PROBLEM STATEMENT:
Give the number of lines in the data below where the string "schemas" occurs, and nothing else.

DATASET CONTENT:
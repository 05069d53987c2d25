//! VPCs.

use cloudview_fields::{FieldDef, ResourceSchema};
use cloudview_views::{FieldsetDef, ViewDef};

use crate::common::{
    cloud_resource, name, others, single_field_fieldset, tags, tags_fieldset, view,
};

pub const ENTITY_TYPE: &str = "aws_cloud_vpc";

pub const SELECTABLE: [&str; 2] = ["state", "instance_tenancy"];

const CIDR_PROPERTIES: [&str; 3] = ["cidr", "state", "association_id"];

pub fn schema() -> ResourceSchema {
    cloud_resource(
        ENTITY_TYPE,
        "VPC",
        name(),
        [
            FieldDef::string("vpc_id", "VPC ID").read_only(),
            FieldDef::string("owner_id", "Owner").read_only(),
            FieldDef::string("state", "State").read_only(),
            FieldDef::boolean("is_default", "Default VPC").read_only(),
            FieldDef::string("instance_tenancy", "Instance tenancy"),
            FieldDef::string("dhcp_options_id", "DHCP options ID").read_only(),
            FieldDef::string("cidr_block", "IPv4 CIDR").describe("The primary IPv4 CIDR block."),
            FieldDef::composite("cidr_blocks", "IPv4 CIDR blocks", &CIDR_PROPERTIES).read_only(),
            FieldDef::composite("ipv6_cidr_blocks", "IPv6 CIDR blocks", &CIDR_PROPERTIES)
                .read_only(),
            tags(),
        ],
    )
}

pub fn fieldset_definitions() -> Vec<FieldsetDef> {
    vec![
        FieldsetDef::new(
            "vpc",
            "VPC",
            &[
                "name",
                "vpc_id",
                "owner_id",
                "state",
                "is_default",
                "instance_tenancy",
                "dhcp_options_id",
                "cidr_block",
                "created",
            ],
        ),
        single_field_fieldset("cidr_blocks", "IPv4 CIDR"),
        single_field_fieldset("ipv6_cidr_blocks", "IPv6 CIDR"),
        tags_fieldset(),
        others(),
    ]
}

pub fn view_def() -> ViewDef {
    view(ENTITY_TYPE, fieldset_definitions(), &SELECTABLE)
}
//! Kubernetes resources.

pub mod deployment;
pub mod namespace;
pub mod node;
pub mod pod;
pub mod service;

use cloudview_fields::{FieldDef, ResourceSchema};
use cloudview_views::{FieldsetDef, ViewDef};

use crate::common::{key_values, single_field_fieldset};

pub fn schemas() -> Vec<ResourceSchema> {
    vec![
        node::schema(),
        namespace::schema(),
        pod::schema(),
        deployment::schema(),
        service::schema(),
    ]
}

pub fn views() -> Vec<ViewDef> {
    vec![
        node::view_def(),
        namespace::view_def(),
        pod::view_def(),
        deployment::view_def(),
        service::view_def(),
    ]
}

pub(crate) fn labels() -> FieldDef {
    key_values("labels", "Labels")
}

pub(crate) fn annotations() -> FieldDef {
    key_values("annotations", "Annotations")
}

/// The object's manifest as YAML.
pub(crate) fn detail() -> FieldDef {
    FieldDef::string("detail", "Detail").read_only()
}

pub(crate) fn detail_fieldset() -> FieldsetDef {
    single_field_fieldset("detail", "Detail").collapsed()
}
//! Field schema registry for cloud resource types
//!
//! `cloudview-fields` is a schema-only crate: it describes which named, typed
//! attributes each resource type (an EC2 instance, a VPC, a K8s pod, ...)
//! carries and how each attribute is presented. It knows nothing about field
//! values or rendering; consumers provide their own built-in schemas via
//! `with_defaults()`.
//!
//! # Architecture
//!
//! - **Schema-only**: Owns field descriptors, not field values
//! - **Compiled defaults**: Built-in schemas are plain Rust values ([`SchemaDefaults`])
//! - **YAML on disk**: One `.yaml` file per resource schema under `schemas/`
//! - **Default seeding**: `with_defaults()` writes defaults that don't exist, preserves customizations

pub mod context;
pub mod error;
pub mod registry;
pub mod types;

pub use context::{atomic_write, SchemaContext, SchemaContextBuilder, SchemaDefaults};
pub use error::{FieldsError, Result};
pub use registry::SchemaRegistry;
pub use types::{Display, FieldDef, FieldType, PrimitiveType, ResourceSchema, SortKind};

FINAL ANSWER:
4